What the exercise asks
Every line with "backend" in it must be copied from the data.

Dataset entries
::::
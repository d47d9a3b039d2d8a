//! Reconciliation engine for OCP managed Kubernetes clusters.
//!
//! This crate turns the backend's asynchronous, operation-based API into
//! synchronous create/read/update/delete flows:
//!
//! - [`OperationPoller`] waits for a submitted operation to reach a terminal status
//! - [`NodePoolDiffer`] sends the minimal scaling updates for changed node pools
//! - [`Reconciler`] drives clusters and standalone node pools end to end
//!
//! Any [`ocp_core::ResourceApi`] implementation can back a reconciler; the
//! HTTP client lives in `ocp-client` and an in-memory backend in
//! [`ocp_core::testing`].

#![warn(missing_docs)]
#![warn(clippy::all)]

pub mod differ;
pub mod observability;
pub mod poller;
pub mod reconciler;

pub use differ::{DiffReport, NodePoolDiffer, PlannedUpdate, plan};
pub use poller::OperationPoller;
pub use reconciler::{Reconciler, carry_node_pools, plan_cluster_update};
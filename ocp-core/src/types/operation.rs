//! Asynchronous operation records.
//!
//! Mutating calls on the backend return an [`OperationHandle`]; the matching
//! [`OperationRecord`] is then polled until its status becomes terminal.

use super::ids::OperationId;
use serde::{Deserialize, Serialize};
use std::fmt;

/// Status of a backend operation.
///
/// Any literal outside the known vocabulary decodes to [`OperationStatus::Other`]
/// and counts as non-terminal.
#[derive(Debug, Clone, PartialEq, Eq, Serialize, Deserialize)]
#[serde(from = "String", into = "String")]
pub enum OperationStatus {
    /// Work is still running.
    InProgress,
    /// Terminal success.
    Succeeded,
    /// Terminal failure.
    Failed,
    /// Terminal failure, cancelled on the backend side.
    Aborted,
    /// A status the backend sent that this client does not recognise.
    Other(String),
}

impl OperationStatus {
    /// Wire value for in-progress operations.
    pub const IN_PROGRESS: &'static str = "in progress";
    /// Wire value for succeeded operations.
    pub const SUCCEEDED: &'static str = "succeeded";
    /// Wire value for failed operations.
    pub const FAILED: &'static str = "failed";
    /// Wire value for aborted operations.
    pub const ABORTED: &'static str = "aborted";

    /// Get the wire representation.
    pub fn as_str(&self) -> &str {
        match self {
            Self::InProgress => Self::IN_PROGRESS,
            Self::Succeeded => Self::SUCCEEDED,
            Self::Failed => Self::FAILED,
            Self::Aborted => Self::ABORTED,
            Self::Other(raw) => raw,
        }
    }

    /// True once no further transition can happen.
    pub fn is_terminal(&self) -> bool {
        matches!(self, Self::Succeeded | Self::Failed | Self::Aborted)
    }
}

impl From<String> for OperationStatus {
    fn from(raw: String) -> Self {
        match raw.as_str() {
            Self::IN_PROGRESS => Self::InProgress,
            Self::SUCCEEDED => Self::Succeeded,
            Self::FAILED => Self::Failed,
            Self::ABORTED => Self::Aborted,
            _ => Self::Other(raw),
        }
    }
}

impl From<OperationStatus> for String {
    fn from(status: OperationStatus) -> Self {
        status.as_str().to_string()
    }
}

impl fmt::Display for OperationStatus {
    fn fmt(&self, f: &mut fmt::Formatter<'_>) -> fmt::Result {
        f.write_str(self.as_str())
    }
}

/// One entry of an operation's ordered step list.
#[derive(Debug, Clone, PartialEq, Serialize, Deserialize)]
pub struct StepDetail {
    /// Step name, when the backend provides one.
    #[serde(default)]
    pub name: Option<String>,
    /// Remaining step attributes, kept verbatim.
    #[serde(flatten)]
    pub extra: serde_json::Map<String, serde_json::Value>,
}

impl StepDetail {
    /// Create a named step with no extra attributes.
    pub fn named(name: impl Into<String>) -> Self {
        Self {
            name: Some(name.into()),
            extra: serde_json::Map::new(),
        }
    }
}

/// Structured progress of an operation.
#[derive(Debug, Clone, Default, PartialEq, Serialize, Deserialize)]
pub struct Progress {
    /// Number of completed steps; doubles as the index of the step in flight.
    #[serde(default)]
    pub completed_steps: i64,
    /// Ordered list of all steps.
    #[serde(default)]
    pub steps_details: Vec<StepDetail>,
}

impl Progress {
    /// Name of the step at `steps_details[completed_steps]`.
    ///
    /// Returns `None` for negative or out-of-range indexes and unnamed steps.
    pub fn current_step(&self) -> Option<&str> {
        let index = usize::try_from(self.completed_steps).ok()?;
        self.steps_details.get(index)?.name.as_deref()
    }
}

/// Full operation record as returned by the status endpoint.
#[derive(Debug, Clone, PartialEq, Serialize, Deserialize)]
pub struct OperationRecord {
    /// Operation identifier, when echoed by the backend.
    #[serde(default)]
    pub id: Option<OperationId>,
    /// Current status.
    pub status: OperationStatus,
    /// Kind of mutation the operation fulfils (e.g. "create_cluster").
    #[serde(default)]
    pub operation_type: Option<String>,
    /// Resource produced by the operation, set once it succeeds.
    #[serde(default)]
    pub primary_object_id: Option<String>,
    /// Step-level progress, if the backend reports it.
    #[serde(default)]
    pub progress: Option<Progress>,
}

impl OperationRecord {
    /// Create a record with the given status and no progress.
    pub fn new(status: OperationStatus) -> Self {
        Self {
            id: None,
            status,
            operation_type: None,
            primary_object_id: None,
            progress: None,
        }
    }

    /// Set the operation type.
    #[must_use]
    pub fn with_type(mut self, operation_type: impl Into<String>) -> Self {
        self.operation_type = Some(operation_type.into());
        self
    }

    /// Set the primary object id.
    #[must_use]
    pub fn with_primary_object(mut self, id: impl Into<String>) -> Self {
        self.primary_object_id = Some(id.into());
        self
    }

    /// Set the progress record.
    #[must_use]
    pub fn with_progress(mut self, progress: Progress) -> Self {
        self.progress = Some(progress);
        self
    }

    /// Operation type, or `"unknown operation"` when missing.
    pub fn operation_type_or_unknown(&self) -> &str {
        self.operation_type.as_deref().unwrap_or("unknown operation")
    }

    /// Name of the step that was running when the operation stopped.
    pub fn failure_step(&self) -> Option<&str> {
        self.progress.as_ref()?.current_step()
    }
}

/// Reference to an operation returned by a mutating call.
#[derive(Debug, Clone, PartialEq, Eq, Serialize, Deserialize)]
pub struct OperationHandle {
    /// The operation to poll.
    pub operation_id: OperationId,
}

impl OperationHandle {
    /// Create a handle for the given operation.
    pub fn new(operation_id: impl Into<OperationId>) -> Self {
        Self {
            operation_id: operation_id.into(),
        }
    }
}

#[cfg(test)]
mod tests {
    use super::*;
    use serde_json::json;

    #[test]
    fn status_vocabulary_round_trips() {
        let status: OperationStatus = serde_json::from_value(json!("in progress")).unwrap();
        assert_eq!(status, OperationStatus::InProgress);
        assert!(!status.is_terminal());

        for (raw, terminal) in [("succeeded", true), ("failed", true), ("aborted", true)] {
            let status: OperationStatus = serde_json::from_value(json!(raw)).unwrap();
            assert_eq!(status.is_terminal(), terminal);
            assert_eq!(status.as_str(), raw);
        }
    }

    #[test]
    fn unknown_status_is_kept_and_non_terminal() {
        let status: OperationStatus = serde_json::from_value(json!("rolled back")).unwrap();
        assert_eq!(status, OperationStatus::Other("rolled back".into()));
        assert!(!status.is_terminal());
    }

    #[test]
    fn record_decodes_with_progress() {
        let record: OperationRecord = serde_json::from_value(json!({
            "id": "op-1",
            "status": "failed",
            "operation_type": "create_cluster",
            "progress": {
                "completed_steps": 1,
                "steps_details": [
                    {"name": "allocate_network", "status": "done"},
                    {"name": "provision_masters", "status": "error"}
                ]
            }
        }))
        .unwrap();

        assert_eq!(record.status, OperationStatus::Failed);
        assert_eq!(record.failure_step(), Some("provision_masters"));
        let first = &record.progress.as_ref().unwrap().steps_details[0];
        assert_eq!(first.extra.get("status"), Some(&json!("done")));
    }

    #[test]
    fn missing_status_is_a_decode_error() {
        let result = serde_json::from_value::<OperationRecord>(json!({
            "operation_type": "create_cluster"
        }));
        assert!(result.is_err());
    }

    #[test]
    fn out_of_range_progress_has_no_step() {
        let past_end = Progress {
            completed_steps: 3,
            steps_details: vec![StepDetail::named("only")],
        };
        assert_eq!(past_end.current_step(), None);

        let negative = Progress {
            completed_steps: -1,
            steps_details: vec![StepDetail::named("only")],
        };
        assert_eq!(negative.current_step(), None);

        assert_eq!(Progress::default().current_step(), None);
    }

    #[test]
    fn unnamed_step_has_no_name() {
        let progress: Progress = serde_json::from_value(json!({
            "completed_steps": 0,
            "steps_details": [{"status": "error"}]
        }))
        .unwrap();
        assert_eq!(progress.current_step(), None);
    }
}
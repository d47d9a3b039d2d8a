//! Traits at the boundary between the engine and the backend.

mod resource_api;

pub use resource_api::{ApiFuture, ResourceApi};
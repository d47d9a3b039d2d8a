//! Cluster flows.

use super::{Reconciler, primary_object};
use crate::differ::NodePoolDiffer;
use ocp_core::{
    ClusterCreateRequest, ClusterId, ClusterSpec, ClusterState, ClusterUpdate, NodePoolSpec,
    NodePoolState, OcpError, ResourceApi, Result, same_name,
};

/// Minimal cluster-level update moving `previous` to `desired`.
///
/// Only `cluster_version`, `restriction_api` and `restriction_ips` are
/// mutable. The two restriction fields travel together: a change in either
/// sends both.
pub fn plan_cluster_update(previous: &ClusterState, desired: &ClusterSpec) -> ClusterUpdate {
    let mut update = ClusterUpdate::default();

    if previous.cluster_version != desired.cluster_version {
        update.cluster_version = Some(desired.cluster_version.clone());
    }

    if previous.restriction_api != desired.restriction_api
        || previous.restriction_ips != desired.restriction_ips
    {
        update.restriction_api = Some(desired.restriction_api);
        update.restriction_ips = Some(desired.restriction_ips.clone());
    }

    update
}

/// Declared node pool records carrying identity and computed fields over
/// from the previous state.
///
/// Pools are paired by case-insensitive name. A declared pool with no
/// previous counterpart starts without an id.
pub fn carry_node_pools(
    previous: &[NodePoolState],
    desired: &[NodePoolSpec],
) -> Vec<NodePoolState> {
    desired
        .iter()
        .map(
            |spec| match previous.iter().find(|pool| same_name(&pool.name, &spec.name)) {
                Some(pool) => {
                    let mut carried = pool.clone();
                    carried.redeclare(spec);
                    carried
                }
                None => NodePoolState::declared(spec),
            },
        )
        .collect()
}

impl<A: ResourceApi> Reconciler<A> {
    /// Create a cluster and wait until it is built.
    ///
    /// Fails without surfacing a partial resource if any step fails.
    pub async fn create_cluster(&self, spec: &ClusterSpec) -> Result<ClusterState> {
        spec.validate()?;

        tracing::info!(
            cluster = %spec.cluster_name,
            version = %spec.cluster_version,
            masters = spec.master_count,
            "Creating cluster"
        );

        let request = ClusterCreateRequest::from(spec);
        let handle = self.api.create_cluster(&request).await?;
        tracing::info!(
            cluster = %spec.cluster_name,
            operation_id = %handle.operation_id,
            "Cluster creation submitted"
        );

        let record = self
            .await_operation(&handle, self.cluster_timeouts.create)
            .await?;
        let id = ClusterId::new(primary_object(&record)?);

        let cluster = self
            .api
            .get_cluster(&id)
            .await?
            .ok_or_else(|| OcpError::NotFound {
                kind: "cluster",
                id: id.to_string(),
            })?;

        let state = ClusterState::project(spec, &cluster)?;
        tracing::info!(cluster_id = %state.id, status = %state.status, "Cluster created");
        Ok(state)
    }

    /// Refresh a tracked cluster. `None` means the cluster no longer exists.
    pub async fn read_cluster(&self, state: &ClusterState) -> Result<Option<ClusterState>> {
        match self.api.get_cluster(&state.id).await? {
            Some(cluster) => ClusterState::project(&state.as_spec(), &cluster).map(Some),
            None => {
                tracing::info!(cluster_id = %state.id, "Cluster no longer exists");
                Ok(None)
            }
        }
    }

    /// Move a cluster from `previous` to `desired` with the fewest calls.
    ///
    /// Sends at most one cluster PATCH, then runs the node pool differ.
    /// Changes to immutable fields are rejected before any call is made.
    pub async fn update_cluster(
        &self,
        previous: &ClusterState,
        desired: &ClusterSpec,
    ) -> Result<ClusterState> {
        desired.validate()?;

        let replaced = previous.as_spec().replacement_fields(desired);
        if !replaced.is_empty() {
            return Err(OcpError::validation(format!(
                "cluster '{}' must be replaced to change: {}",
                previous.cluster_name,
                replaced.join(", ")
            )));
        }

        self.within(
            format!("update cluster {}", previous.id),
            self.cluster_timeouts.update,
            self.apply_cluster_update(previous, desired),
        )
        .await
    }

    async fn apply_cluster_update(
        &self,
        previous: &ClusterState,
        desired: &ClusterSpec,
    ) -> Result<ClusterState> {
        let mut state = previous.clone();
        state.cluster_version = desired.cluster_version.clone();
        state.restriction_api = desired.restriction_api;
        state.restriction_ips = desired.restriction_ips.clone();

        let update = plan_cluster_update(previous, desired);
        if update.is_empty() {
            tracing::debug!(cluster_id = %previous.id, "No cluster-level changes");
        } else {
            tracing::info!(cluster_id = %previous.id, update = ?update, "Updating cluster");
            let patch = self.api.update_cluster(&previous.id, &update).await?;
            state.merge_patch(patch);
        }

        let mut pools = carry_node_pools(&previous.node_pool, &desired.node_pool);
        let report = NodePoolDiffer::new(&self.api)
            .apply(&previous.node_pool, &mut pools)
            .await?;
        state.node_pool = pools;

        tracing::info!(
            cluster_id = %state.id,
            cluster_patched = !update.is_empty(),
            node_pools_updated = report.updated.len(),
            "Cluster reconciled"
        );
        Ok(state)
    }

    /// Delete a cluster and wait until it is gone.
    pub async fn delete_cluster(&self, state: &ClusterState) -> Result<()> {
        tracing::info!(cluster_id = %state.id, "Deleting cluster");

        let handle = self.api.delete_cluster(&state.id).await?;
        self.await_operation(&handle, self.cluster_timeouts.delete)
            .await?;

        tracing::info!(cluster_id = %state.id, "Cluster deleted");
        Ok(())
    }
}

#[cfg(test)]
mod tests {
    use super::*;
    use ocp_core::NodePoolId;

    fn state() -> ClusterState {
        ClusterState {
            id: ClusterId::new("c-1"),
            cluster_name: "prod".into(),
            cluster_version: "1.29".into(),
            master_flavor_id: "m1.medium".into(),
            master_count: 3,
            image: "ubuntu-22.04".into(),
            networking: "calico".into(),
            restriction_api: false,
            restriction_ips: Vec::new(),
            addons: Vec::new(),
            node_pool: vec![NodePoolState {
                id: Some(NodePoolId::new("np-1")),
                name: "default".into(),
                cluster: None,
                flavor_id: "m1.large".into(),
                flavor: "Large".into(),
                node_count: 3,
                autoscale: false,
                max_count: 3,
                is_default: true,
                status: "active".into(),
                labels: Vec::new(),
                taints: Vec::new(),
                nodes: Vec::new(),
            }],
            api_address: None,
            control_nodes: Vec::new(),
            status: "running".into(),
            status_reason: None,
            created_at: None,
            updated_at: None,
        }
    }

    #[test]
    fn unchanged_spec_plans_nothing() {
        let previous = state();
        assert!(plan_cluster_update(&previous, &previous.as_spec()).is_empty());
    }

    #[test]
    fn version_change_sends_only_version() {
        let previous = state();
        let mut desired = previous.as_spec();
        desired.cluster_version = "1.30".into();

        let update = plan_cluster_update(&previous, &desired);
        assert_eq!(update.cluster_version.as_deref(), Some("1.30"));
        assert!(update.restriction_api.is_none());
        assert!(update.restriction_ips.is_none());
    }

    #[test]
    fn restriction_fields_travel_together() {
        let previous = state();
        let mut desired = previous.as_spec();
        desired.restriction_ips = vec!["10.0.0.1".into()];

        let update = plan_cluster_update(&previous, &desired);
        assert_eq!(update.restriction_api, Some(false));
        assert_eq!(update.restriction_ips, Some(vec!["10.0.0.1".to_string()]));
        assert!(update.cluster_version.is_none());
    }

    #[test]
    fn carried_pools_keep_identity_and_take_new_sizing() {
        let previous = state();
        let mut desired = previous.as_spec();
        desired.node_pool[0].name = "DEFAULT".into();
        desired.node_pool[0].node_count = 5;

        let pools = carry_node_pools(&previous.node_pool, &desired.node_pool);
        assert_eq!(pools[0].id, Some(NodePoolId::new("np-1")));
        assert_eq!(pools[0].node_count, 5);
        assert_eq!(pools[0].flavor, "Large");
        assert!(pools[0].is_default);
    }

    #[test]
    fn unknown_pool_starts_without_id() {
        let previous = state();
        let mut desired = previous.as_spec();
        desired.node_pool[0].name = "other".into();

        let pools = carry_node_pools(&previous.node_pool, &desired.node_pool);
        assert!(pools[0].id.is_none());
    }
}
//! Logging setup for OCP tools.
//!
//! # Configuration
//!
//! Logging format is controlled via `OCP_LOG_FORMAT` env var:
//! - `json` - Structured JSON output (for ELK/Loki)
//! - `pretty` - Human-readable colored output (default for TTY)
//! - `compact` - Compact single-line format
//!
//! The filter comes from `OCP_LOG_LEVEL`, falling back to `RUST_LOG`.
//!
//! # Example
//!
//! ```no_run
//! use ocp_reconciler::observability::{TracingConfig, init_tracing};
//!
//! let config = TracingConfig::builder()
//!     .json_format(true)
//!     .log_filter("info,ocp_reconciler=debug")
//!     .build();
//! init_tracing(&config)?;
//! # Ok::<(), anyhow::Error>(())
//! ```

mod config;
mod tracing_setup;

pub use config::{LogFormat, TracingConfig, TracingConfigBuilder};
pub use tracing_setup::init_tracing;

#[cfg(test)]
mod tests {
    use super::*;

    #[test]
    fn test_default_config() {
        let config = TracingConfig::default();
        assert_eq!(config.log_format(), LogFormat::Compact);
        assert_eq!(config.log_filter(), "info");
        assert!(config.use_stderr());
    }

    #[test]
    fn test_config_builder() {
        let config = TracingConfig::builder()
            .log_format(LogFormat::Json)
            .log_filter("debug")
            .include_location(true)
            .use_stderr(false)
            .build();

        assert_eq!(config.log_format(), LogFormat::Json);
        assert_eq!(config.log_filter(), "debug");
        assert!(config.include_location());
        assert!(!config.use_stderr());
    }

    #[test]
    fn test_unknown_format_falls_back() {
        let format: LogFormat = "yaml".parse().unwrap();
        assert_eq!(format, LogFormat::Compact);
        let format: LogFormat = "PRETTY".parse().unwrap();
        assert_eq!(format, LogFormat::Pretty);
    }

    #[test]
    fn test_config_from_env() {
        // Must not panic with missing env vars
        let config = TracingConfig::from_env();
        assert!(config.include_target());
    }
}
::::
Solution to this task
//! This crate turns the backend's asynchronous, operation-based API into
//! HTTP client lives in `ocp-client` and an in-memory backend in
//! Mutating calls on the backend return an [`OperationHandle`]; the matching
/// Status of a backend operation.
    /// Terminal failure, cancelled on the backend side.
    /// A status the backend sent that this client does not recognise.
    /// Step name, when the backend provides one.
    /// Operation identifier, when echoed by the backend.
    /// Step-level progress, if the backend reports it.
//! Traits at the boundary between the engine and the backend.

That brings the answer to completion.